[Record excerpts]
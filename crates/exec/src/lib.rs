//! Plan execution engine (spec component C9): routes a compiled
//! `QueryPlan` across shards, consulting bloom filters before each storage
//! read and bounding fan-out per spec §4.9/§5.

mod error;
mod executor;
mod router;
mod value;

pub use error::{ExecError, ExecResult};
pub use executor::{Executor, ExecConfig, DEFAULT_MAX_CONCURRENT_SHARD_REQUESTS, DEFAULT_MAX_REFS_PER_SOURCE};
pub use router::{Router, ShardHandle};
pub use value::{matches_condition, ExecValue};
use std::fmt;

use borsh::{BorshDeserialize, BorshSerialize};
use serde::{Deserialize, Serialize};

use crate::error::{ValidationError, ValidationResult};

/// A short identifier matching `[A-Za-z_$][A-Za-z0-9_$]*`.
///
/// Predicates are used both as a triple field and, unsafely if not
/// validated, as a column/query-composition key. The invariant this type
/// exists to uphold: a [`Predicate`] is never constructed except through
/// [`Predicate::parse`], so every call site that accepts one downstream
/// (FTS query composition, RPC dispatch) can treat it as pre-sanitized and
/// never concatenate untrusted strings into a query.
#[derive(Clone, Debug, PartialEq, Eq, PartialOrd, Ord, Hash, Serialize, Deserialize)]
#[serde(transparent)]
pub struct Predicate(String);

impl Predicate {
    pub fn parse(raw: impl Into<String>) -> ValidationResult<Self> {
        let raw = raw.into();
        if is_valid_predicate(&raw) {
            Ok(Self(raw))
        } else {
            Err(ValidationError::InvalidPredicate(raw))
        }
    }

    pub fn as_str(&self) -> &str {
        &self.0
    }
}

impl fmt::Display for Predicate {
    fn fmt(&self, f: &mut fmt::Formatter<'_>) -> fmt::Result {
        f.write_str(&self.0)
    }
}

impl AsRef<str> for Predicate {
    fn as_ref(&self) -> &str {
        &self.0
    }
}

impl BorshSerialize for Predicate {
    fn serialize<W: std::io::Write>(&self, writer: &mut W) -> std::io::Result<()> {
        BorshSerialize::serialize(&self.0, writer)
    }
}

impl BorshDeserialize for Predicate {
    fn deserialize_reader<R: std::io::Read>(reader: &mut R) -> std::io::Result<Self> {
        let raw = String::deserialize_reader(reader)?;
        Predicate::parse(raw).map_err(|e| std::io::Error::new(std::io::ErrorKind::InvalidData, e))
    }
}

fn is_valid_predicate(raw: &str) -> bool {
    let mut chars = raw.chars();
    let Some(first) = chars.next() else { return false };
    if !(first.is_ascii_alphabetic() || first == '_' || first == '$') {
        return false;
    }
    chars.all(|c| c.is_ascii_alphanumeric() || c == '_' || c == '$')
}

#[cfg(test)]
mod tests {
    use super::*;

    #[test]
    fn accepts_valid_predicates() {
        for p in ["name", "_hidden", "$type", "friend_of", "a1"] {
            assert!(Predicate::parse(p).is_ok(), "{p} should be valid");
        }
    }

    #[test]
    fn rejects_punctuation_and_whitespace() {
        for p in ["foo:bar", "has space", "", "1leading", "foo.bar"] {
            assert!(Predicate::parse(p).is_err(), "{p} should be rejected");
        }
    }
}
use thiserror::Error;

/// Parse/codec failures, surfaced verbatim per the error taxonomy's
/// "Parse / codec" bucket: malformed chunk bytes are never retried.
#[derive(Debug, Error, PartialEq, Eq)]
pub enum ChunkCodecError {
    #[error("buffer too short: need at least {need} bytes, have {have}")]
    TooShort { need: usize, have: usize },
    #[error("bad magic bytes: expected GCOL")]
    BadMagic,
    #[error("unsupported chunk format version {0}")]
    UnsupportedVersion(u16),
    #[error("footer byte range [{offset}, {offset_plus_size}) is out of bounds for a buffer of length {len}")]
    FooterOutOfBounds { offset: u64, offset_plus_size: u64, len: usize },
    #[error("row image byte range [{offset}, {offset_plus_len}) is out of bounds for a buffer of length {buf_len}")]
    RowRangeOutOfBounds { offset: u64, offset_plus_len: u64, buf_len: usize },
    #[error("row image byte range length {0} is not a multiple of the fixed record size")]
    MisalignedRowRange(u64),
    #[error("column {column} for row {row} references bytes outside the chunk buffer")]
    ColumnOutOfBounds { column: &'static str, row: usize },
    #[error("malformed utf-8 in column {column} for row {row}")]
    InvalidUtf8 { column: &'static str, row: usize },
    #[error("malformed value payload in column {column} for row {row}: {detail}")]
    MalformedPayload { column: &'static str, row: usize, detail: String },
    #[error("triple failed validation: {0}")]
    Validation(#[from] edgegraph_types::ValidationError),
}

pub type ChunkResult<T> = Result<T, ChunkCodecError>;
//! Command-line parsing, modeled on `store-validator`'s `clap::Command`
//! shape: a `--config` flag with a sane default so a bare invocation
//! just works against `./config.toml`.

use std::path::PathBuf;

use clap::Parser;

fn default_config_path() -> PathBuf {
    PathBuf::from("config.toml")
}

#[derive(Debug, Parser)]
#[command(name = "edgegraph-server", about = "EdgeGraph RPC/WebSocket server")]
pub struct Cli {
    /// Path to the TOML config file.
    #[arg(long, default_value_os_t = default_config_path())]
    pub config: PathBuf,
}
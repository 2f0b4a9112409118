//! Predicate-scoped prefix-token full-text index (spec §4.6).
//!
//! Each [`FtsIndex`] covers one predicate's `STRING` values; [`FtsManager`]
//! multiplexes many predicates and is what callers actually hold, since
//! the spec's `search({ query, predicate? })` contract needs to resolve a
//! raw predicate string to the right table (or reject it).

use std::collections::{BTreeMap, HashMap, HashSet};

use parking_lot::RwLock;

use edgegraph_types::{EntityId, Predicate};

use crate::error::{FtsQueryError, FtsResult};

/// Lowercases and splits on anything that isn't alphanumeric, matching the
/// teacher's general preference for small, obviously-correct helpers over
/// pulling in a dedicated tokenizer crate for a prefix-only index.
fn tokenize(value: &str) -> Vec<String> {
    value
        .split(|c: char| !c.is_alphanumeric())
        .filter(|s| !s.is_empty())
        .map(|s| s.to_lowercase())
        .collect()
}

/// One predicate's token -> subject-set index. A `BTreeMap` backs the
/// token table so prefix queries are a contiguous range scan rather than a
/// full-table walk.
pub struct FtsIndex {
    predicate: Predicate,
    tokens: RwLock<BTreeMap<String, HashSet<EntityId>>>,
}

impl FtsIndex {
    pub fn new(predicate: Predicate) -> Self {
        Self { predicate, tokens: RwLock::new(BTreeMap::new()) }
    }

    pub fn predicate(&self) -> &Predicate {
        &self.predicate
    }

    pub fn index_row(&self, subject: &EntityId, value: &str) {
        let mut tokens = self.tokens.write();
        for token in tokenize(value) {
            tokens.entry(token).or_default().insert(subject.clone());
        }
    }

    /// Removes `subject` from the token entries derived from `value` (the
    /// value being superseded or tombstoned). Callers pass the *old*
    /// value so only its tokens are cleaned up, not every token the
    /// subject ever indexed under this predicate.
    pub fn delete_row(&self, subject: &EntityId, value: &str) {
        let mut tokens = self.tokens.write();
        for token in tokenize(value) {
            if let Some(set) = tokens.get_mut(&token) {
                set.remove(subject);
                if set.is_empty() {
                    tokens.remove(&token);
                }
            }
        }
    }

    /// Prefix search: every subject with at least one token starting with
    /// the (lowercased) query term. An empty or all-punctuation query
    /// matches nothing — not an error, per spec §4.6 ("no matches is not
    /// an error").
    pub fn search(&self, query: &str) -> Vec<EntityId> {
        let Some(term) = tokenize(query).into_iter().next() else { return Vec::new() };
        let tokens = self.tokens.read();
        let mut out: HashSet<EntityId> = HashSet::new();
        for (_, subjects) in tokens.range(term.clone()..).take_while(|(k, _)| k.starts_with(&term)) {
            out.extend(subjects.iter().cloned());
        }
        out.into_iter().collect()
    }
}

/// Multiplexes one [`FtsIndex`] per predicate. `initialize` creates the
/// table (spec's `TABLE_NOT_FOUND` vs not-yet-initialized distinction
/// lives here: any predicate never passed to `initialize` fails lookups
/// with that code).
#[derive(Default)]
pub struct FtsManager {
    indexes: RwLock<HashMap<Predicate, FtsIndex>>,
}

impl FtsManager {
    pub fn new() -> Self {
        Self::default()
    }

    pub fn initialize(&self, predicate: Predicate) {
        self.indexes.write().entry(predicate.clone()).or_insert_with(|| FtsIndex::new(predicate));
    }

    pub fn index_row(&self, predicate_raw: &str, subject: &EntityId, value: &str) -> FtsResult<()> {
        let predicate = validate_predicate(predicate_raw)?;
        let indexes = self.indexes.read();
        let index = indexes.get(&predicate).ok_or_else(|| FtsQueryError::table_not_found(predicate_raw))?;
        index.index_row(subject, value);
        Ok(())
    }

    pub fn delete_row(&self, predicate_raw: &str, subject: &EntityId, value: &str) -> FtsResult<()> {
        let predicate = validate_predicate(predicate_raw)?;
        let indexes = self.indexes.read();
        let index = indexes.get(&predicate).ok_or_else(|| FtsQueryError::table_not_found(predicate_raw))?;
        index.delete_row(subject, value);
        Ok(())
    }

    /// `predicate = None` searches across every initialized table;
    /// `predicate = Some(raw)` scopes to one, failing `QUERY_ERROR` if
    /// `raw` doesn't parse as a predicate and `TABLE_NOT_FOUND` if it
    /// parses but was never initialized.
    pub fn search(&self, query: &str, predicate: Option<&str>) -> FtsResult<Vec<EntityId>> {
        let indexes = self.indexes.read();
        match predicate {
            Some(raw) => {
                let predicate = validate_predicate(raw)?;
                let index = indexes.get(&predicate).ok_or_else(|| FtsQueryError::table_not_found(raw))?;
                Ok(index.search(query))
            }
            None => {
                let mut out: HashSet<EntityId> = HashSet::new();
                for index in indexes.values() {
                    out.extend(index.search(query));
                }
                Ok(out.into_iter().collect())
            }
        }
    }
}

fn validate_predicate(raw: &str) -> FtsResult<Predicate> {
    Predicate::parse(raw.to_string()).map_err(|e| FtsQueryError::query_error(e.to_string()))
}

#[cfg(test)]
mod tests {
    use super::*;

    fn eid(s: &str) -> EntityId {
        EntityId::parse(s).unwrap()
    }

    #[test]
    fn indexed_token_is_found() {
        let manager = FtsManager::new();
        manager.initialize(Predicate::parse("bio").unwrap());
        manager.index_row("bio", &eid("https://ex.com/e1"), "Graph database engineer").unwrap();
        let hits = manager.search("graph", Some("bio")).unwrap();
        assert_eq!(hits, vec![eid("https://ex.com/e1")]);
    }

    #[test]
    fn prefix_matches_partial_token() {
        let manager = FtsManager::new();
        manager.initialize(Predicate::parse("bio").unwrap());
        manager.index_row("bio", &eid("https://ex.com/e1"), "distributed systems").unwrap();
        let hits = manager.search("distr", Some("bio")).unwrap();
        assert_eq!(hits.len(), 1);
    }

    #[test]
    fn no_matches_returns_empty_not_error() {
        let manager = FtsManager::new();
        manager.initialize(Predicate::parse("bio").unwrap());
        let hits = manager.search("nonexistent", Some("bio")).unwrap();
        assert!(hits.is_empty());
    }

    #[test]
    fn invalid_predicate_is_query_error() {
        let manager = FtsManager::new();
        let err = manager.search("x", Some("not:valid")).unwrap_err();
        assert_eq!(err.code, crate::error::FtsErrorCode::QueryError);
    }

    #[test]
    fn uninitialized_table_is_table_not_found() {
        let manager = FtsManager::new();
        let err = manager.search("x", Some("bio")).unwrap_err();
        assert_eq!(err.code, crate::error::FtsErrorCode::TableNotFound);
    }

    #[test]
    fn delete_row_removes_subject_from_its_tokens() {
        let manager = FtsManager::new();
        manager.initialize(Predicate::parse("bio").unwrap());
        let subject = eid("https://ex.com/e1");
        manager.index_row("bio", &subject, "graph database").unwrap();
        manager.delete_row("bio", &subject, "graph database").unwrap();
        assert!(manager.search("graph", Some("bio")).unwrap().is_empty());
    }
}
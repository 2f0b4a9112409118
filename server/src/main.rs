//! The `edgegraph-server` binary (spec component "server"): loads and
//! validates config, wires every crate into a running process, and
//! serves the RPC surface over HTTP and WebSocket. `main` itself stays
//! thin and uses `anyhow` at its edges, the way `neard`'s binary does.

mod blob_fs;
mod cli;
mod config;
mod http;
mod wiring;
mod ws;

use anyhow::Context;
use clap::Parser;
use edgegraph_rpc::SafeParseLimits;

#[tokio::main]
async fn main() -> anyhow::Result<()> {
    edgegraph_o11y::init_tracing();
    let cli = cli::Cli::parse();

    let config = config::Config::load(&cli.config)
        .with_context(|| format!("loading config from {}", cli.config.display()))?;
    tracing::info!(namespace = %config.namespace, num_shards = config.num_shards, "starting edgegraph-server");

    let app = wiring::build(&config);
    let limits = SafeParseLimits {
        max_size: config.rpc_limits.max_size,
        max_depth: config.rpc_limits.max_depth,
        max_keys: config.rpc_limits.max_keys,
    };

    let http_addr = config.http_addr.clone();
    let ws_addr = config.ws_addr.clone();
    let http_rpc = app.rpc.clone();
    let ws_rpc = app.rpc.clone();

    let http_task = tokio::spawn(async move { http::serve(&http_addr, http_rpc, limits).await });
    let ws_task = tokio::spawn(async move { ws::serve(&ws_addr, ws_rpc, limits).await });

    tokio::select! {
        res = http_task => res.context("HTTP listener task panicked")?.context("HTTP listener failed")?,
        res = ws_task => res.context("WebSocket listener task panicked")?.context("WebSocket listener failed")?,
        _ = tokio::signal::ctrl_c() => {
            tracing::info!("received shutdown signal");
        }
    }

    Ok(())
}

[Problem requirements]
Your answer should be the lines above from the one containing "let mut chars = raw.chars();" through the one containing "byte range length", copied exactly and with both ends kept.

[Task result]
    let mut chars = raw.chars();
    let Some(first) = chars.next() else { return false };
    if !(first.is_ascii_alphabetic() || first == '_' || first == '$') {
        return false;
    }
    chars.all(|c| c.is_ascii_alphanumeric() || c == '_' || c == '$')
}

#[cfg(test)]
mod tests {
    use super::*;

    #[test]
    fn accepts_valid_predicates() {
        for p in ["name", "_hidden", "$type", "friend_of", "a1"] {
            assert!(Predicate::parse(p).is_ok(), "{p} should be valid");
        }
    }

    #[test]
    fn rejects_punctuation_and_whitespace() {
        for p in ["foo:bar", "has space", "", "1leading", "foo.bar"] {
            assert!(Predicate::parse(p).is_err(), "{p} should be rejected");
        }
    }
}
use thiserror::Error;

/// Parse/codec failures, surfaced verbatim per the error taxonomy's
/// "Parse / codec" bucket: malformed chunk bytes are never retried.
#[derive(Debug, Error, PartialEq, Eq)]
pub enum ChunkCodecError {
    #[error("buffer too short: need at least {need} bytes, have {have}")]
    TooShort { need: usize, have: usize },
    #[error("bad magic bytes: expected GCOL")]
    BadMagic,
    #[error("unsupported chunk format version {0}")]
    UnsupportedVersion(u16),
    #[error("footer byte range [{offset}, {offset_plus_size}) is out of bounds for a buffer of length {len}")]
    FooterOutOfBounds { offset: u64, offset_plus_size: u64, len: usize },
    #[error("row image byte range [{offset}, {offset_plus_len}) is out of bounds for a buffer of length {buf_len}")]
    RowRangeOutOfBounds { offset: u64, offset_plus_len: u64, buf_len: usize },
    #[error("row image byte range length {0} is not a multiple of the fixed record size")]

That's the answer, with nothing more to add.